In most cases shedding is a completely normal process. It is healthy to shed 50-100 hairs each day with standard grooming practices. After a hair has grown to its full potential, it enters a resting phase, which is a natural part of the hair's growth cycle. Any time during this phase, which lasts 3-4 months, the hair will shed in order to start anew.
It is also very common to “shed” hair because it simply breaks from dryness or damage. An easy way to tell if your hair is making its debut on your bathroom floor because of breakage is to question your hair styling practice. If you tend to utilize a hair dryer, straightener, or other heated styling tools, this can dry out the hairs and lead to breakage and hair loss. Coloring hair with products containing bleach, peroxide, or ammonia, or exposure to other chemicals like pool chlorine are also damaging to hair. It may be as simple as using clip-on hair accessories, or hair-elastics with exposed rubber that could be snagging and breaking hair.

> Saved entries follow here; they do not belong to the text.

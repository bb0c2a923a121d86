//! Publication metrics
//!
//! Records metrics for frames leaving the concentrator. The engine itself
//! reports sorting and queue metrics; these helpers cover the pipeline
//! around it.

use std::collections::HashMap;

use contracts::PublishedFrame;
use metrics::{counter, gauge, histogram};
use serde::Serialize;

/// Record metrics for one published frame.
///
/// # Example
///
/// ```ignore
/// use observability::metrics::record_publication_metrics;
///
/// while let Some(frame) = rx.recv().await {
///     record_publication_metrics(&frame);
/// }
/// ```
pub fn record_publication_metrics(frame: &PublishedFrame) {
    counter!("concentrator_output_frames_total").increment(1);
    gauge!("concentrator_output_last_sequence").set(frame.sequence as f64);

    histogram!("concentrator_publication_latency_ms").record(frame.publication_latency() * 1000.0);
    histogram!("concentrator_frame_measurements").record(frame.measurements.len() as f64);

    let missing = frame.missing_measurements();
    gauge!("concentrator_frame_missing_measurements").set(missing as f64);
    if missing > 0 {
        counter!("concentrator_incomplete_frames_total").increment(1);
        counter!("concentrator_missing_measurements_total").increment(missing);
    }

    if frame.meta.downsampled_measurements > 0 {
        counter!("concentrator_output_downsampled_total")
            .increment(frame.meta.downsampled_measurements);
    }
}

/// Record a batch arriving from a measurement source
pub fn record_batch_received(source: &str, measurements: usize) {
    counter!("ingestion_batches_received_total", "source" => source.to_string()).increment(1);
    counter!(
        "ingestion_measurements_received_total",
        "source" => source.to_string()
    )
    .increment(measurements as u64);
}

/// Record a frame handed to a sink
pub fn record_frame_dispatched(sink_name: &str, success: bool) {
    let status = if success { "success" } else { "failure" };
    counter!(
        "dispatcher_frames_dispatched_total",
        "sink" => sink_name.to_string(),
        "status" => status.to_string()
    )
    .increment(1);
}

/// Record a sink queue depth
pub fn record_sink_queue_depth(sink_name: &str, depth: usize) {
    gauge!("dispatcher_sink_queue_depth", "sink" => sink_name.to_string()).set(depth as f64);
}

/// Aggregates publication metrics in memory for an end-of-run summary.
#[derive(Debug, Clone, Default)]
pub struct PublicationMetricsAggregator {
    pub total_frames: u64,
    pub total_measurements: u64,
    pub total_missing: u64,
    pub total_downsampled: u64,
    pub incomplete_frames: u64,
    /// Frames skipped between consecutive sequence numbers
    pub sequence_gaps: u64,
    pub latency_stats: RunningStats,
    pub size_stats: RunningStats,
    pub source_counts: HashMap<String, u64>,
    last_sequence: Option<u64>,
}

impl PublicationMetricsAggregator {
    pub fn new() -> Self {
        Self::default()
    }

    pub fn update(&mut self, frame: &PublishedFrame) {
        self.total_frames += 1;
        self.total_measurements += frame.measurements.len() as u64;
        self.total_downsampled += frame.meta.downsampled_measurements;

        let missing = frame.missing_measurements();
        if missing > 0 {
            self.incomplete_frames += 1;
            self.total_missing += missing;
        }

        if let Some(last) = self.last_sequence {
            self.sequence_gaps += frame.sequence.saturating_sub(last + 1);
        }
        self.last_sequence = Some(frame.sequence);

        self.latency_stats.push(frame.publication_latency() * 1000.0);
        self.size_stats.push(frame.measurements.len() as f64);

        for measurement in &frame.measurements {
            *self
                .source_counts
                .entry(measurement.key.source().to_string())
                .or_insert(0) += 1;
        }
    }

    pub fn summary(&self) -> MetricsSummary {
        let rate = |count: u64| {
            if self.total_frames > 0 {
                count as f64 / self.total_frames as f64 * 100.0
            } else {
                0.0
            }
        };

        MetricsSummary {
            total_frames: self.total_frames,
            total_measurements: self.total_measurements,
            total_missing: self.total_missing,
            total_downsampled: self.total_downsampled,
            incomplete_frames: self.incomplete_frames,
            incomplete_rate: rate(self.incomplete_frames),
            sequence_gaps: self.sequence_gaps,
            latency_ms: StatsSummary::from(&self.latency_stats),
            frame_size: StatsSummary::from(&self.size_stats),
            source_counts: self.source_counts.clone(),
        }
    }

    pub fn reset(&mut self) {
        *self = Self::default();
    }
}

/// End-of-run publication summary
#[derive(Debug, Clone, Default, Serialize)]
pub struct MetricsSummary {
    pub total_frames: u64,
    pub total_measurements: u64,
    pub total_missing: u64,
    pub total_downsampled: u64,
    pub incomplete_frames: u64,
    pub incomplete_rate: f64,
    pub sequence_gaps: u64,
    pub latency_ms: StatsSummary,
    pub frame_size: StatsSummary,
    pub source_counts: HashMap<String, u64>,
}

impl std::fmt::Display for MetricsSummary {
    fn fmt(&self, f: &mut std::fmt::Formatter<'_>) -> std::fmt::Result {
        writeln!(f, "=== Publication Summary ===")?;
        writeln!(f, "Total frames: {}", self.total_frames)?;
        writeln!(f, "Total measurements: {}", self.total_measurements)?;
        writeln!(
            f,
            "Incomplete frames: {} ({:.2}%), {} measurements missing",
            self.incomplete_frames, self.incomplete_rate, self.total_missing
        )?;
        writeln!(f, "Downsampled measurements: {}", self.total_downsampled)?;
        writeln!(f, "Sequence gaps: {}", self.sequence_gaps)?;
        writeln!(f, "Publication latency (ms): {}", self.latency_ms)?;
        writeln!(f, "Frame size: {}", self.frame_size)?;

        if !self.source_counts.is_empty() {
            let mut sources: Vec<_> = self.source_counts.iter().collect();
            sources.sort();
            writeln!(f, "Measurements per source:")?;
            for (source, count) in sources {
                writeln!(f, "  {}: {}", source, count)?;
            }
        }

        Ok(())
    }
}

#[derive(Debug, Clone, Default, Serialize)]
pub struct StatsSummary {
    pub count: u64,
    pub min: f64,
    pub max: f64,
    pub mean: f64,
    pub std_dev: f64,
}

impl From<&RunningStats> for StatsSummary {
    fn from(stats: &RunningStats) -> Self {
        Self {
            count: stats.count,
            min: stats.min,
            max: stats.max,
            mean: stats.mean(),
            std_dev: stats.std_dev(),
        }
    }
}

impl std::fmt::Display for StatsSummary {
    fn fmt(&self, f: &mut std::fmt::Formatter<'_>) -> std::fmt::Result {
        if self.count == 0 {
            write!(f, "N/A")
        } else {
            write!(
                f,
                "min={:.3}, max={:.3}, mean={:.3}, std={:.3} (n={})",
                self.min, self.max, self.mean, self.std_dev, self.count
            )
        }
    }
}

/// Online mean/variance (Welford)
#[derive(Debug, Clone, Default)]
pub struct RunningStats {
    count: u64,
    mean: f64,
    m2: f64,
    min: f64,
    max: f64,
}

impl RunningStats {
    pub fn push(&mut self, value: f64) {
        self.count += 1;

        if self.count == 1 {
            self.min = value;
            self.max = value;
            self.mean = value;
            self.m2 = 0.0;
        } else {
            self.min = self.min.min(value);
            self.max = self.max.max(value);

            let delta = value - self.mean;
            self.mean += delta / self.count as f64;
            self.m2 += delta * (value - self.mean);
        }
    }

    pub fn count(&self) -> u64 {
        self.count
    }

    pub fn mean(&self) -> f64 {
        if self.count == 0 {
            0.0
        } else {
            self.mean
        }
    }

    /// Sample variance
    pub fn variance(&self) -> f64 {
        if self.count < 2 {
            0.0
        } else {
            self.m2 / (self.count - 1) as f64
        }
    }

    pub fn std_dev(&self) -> f64 {
        self.variance().sqrt()
    }

    pub fn min(&self) -> f64 {
        self.min
    }

    pub fn max(&self) -> f64 {
        self.max
    }
}

#[cfg(test)]
mod tests {
    use super::*;
    use contracts::{Measurement, MeasurementKey, PublicationMeta, TICKS_PER_MILLISECOND, TICKS_PER_SECOND};

    const EPOCH: i64 = 1_700_000_000 * TICKS_PER_SECOND;

    fn frame(sequence: u64, sources: &[(&str, u32)], expected: u32, latency_ms: i64) -> PublishedFrame {
        PublishedFrame {
            timestamp: EPOCH,
            index: 0,
            sequence,
            measurements: sources
                .iter()
                .map(|(source, id)| Measurement::new(MeasurementKey::generate(source, *id), 0.0, EPOCH))
                .collect(),
            meta: PublicationMeta {
                expected_measurements: expected,
                downsampled_measurements: 1,
                published_timestamp: EPOCH + latency_ms * TICKS_PER_MILLISECOND,
                ..Default::default()
            },
        }
    }

    #[test]
    fn test_running_stats() {
        let mut stats = RunningStats::default();
        for v in [1.0, 2.0, 3.0, 4.0, 5.0] {
            stats.push(v);
        }

        assert_eq!(stats.count(), 5);
        assert!((stats.mean() - 3.0).abs() < 1e-10);
        assert!((stats.min() - 1.0).abs() < 1e-10);
        assert!((stats.max() - 5.0).abs() < 1e-10);
        assert!((stats.variance() - 2.5).abs() < 1e-10);
    }

    #[test]
    fn test_aggregator_update() {
        let mut aggregator = PublicationMetricsAggregator::new();

        aggregator.update(&frame(1, &[("PMU1", 1), ("PMU2", 1)], 3, 40));
        aggregator.update(&frame(4, &[("PMU1", 1), ("PMU1", 2), ("PMU2", 1)], 3, 60));

        assert_eq!(aggregator.total_frames, 2);
        assert_eq!(aggregator.total_measurements, 5);
        assert_eq!(aggregator.incomplete_frames, 1);
        assert_eq!(aggregator.total_missing, 1);
        assert_eq!(aggregator.total_downsampled, 2);
        assert_eq!(aggregator.sequence_gaps, 2);
        assert_eq!(aggregator.source_counts.get("PMU1"), Some(&3));
        assert!((aggregator.latency_stats.mean() - 50.0).abs() < 1e-9);
    }

    #[test]
    fn test_summary_display() {
        let mut aggregator = PublicationMetricsAggregator::new();
        for sequence in 1..=4 {
            let expected = if sequence == 1 { 2 } else { 1 };
            aggregator.update(&frame(sequence, &[("PMU1", 1)], expected, 10));
        }

        let summary = aggregator.summary();
        let output = format!("{}", summary);
        assert!(output.contains("Total frames: 4"));
        assert!(output.contains("25.00%"));
        assert!(output.contains("PMU1: 4"));

        let json = serde_json::to_value(&summary).unwrap();
        assert_eq!(json["incomplete_frames"], 1);
    }
}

With that said, we see a lot of women experiencing hair loss that tell us they are noticing a lot of shedding, or more shedding then “normal”. Because this is a natural part of the hair’s life, it is important to identify when shedding is normal, when it is possibly due to breakage, or if there is something else going on. Ultimately, when shedding appears to coincide with noticeable thinning areas; such as exposing a wider part or areas of your scalp, it would be a good idea to seek a hair loss expert’s opinion.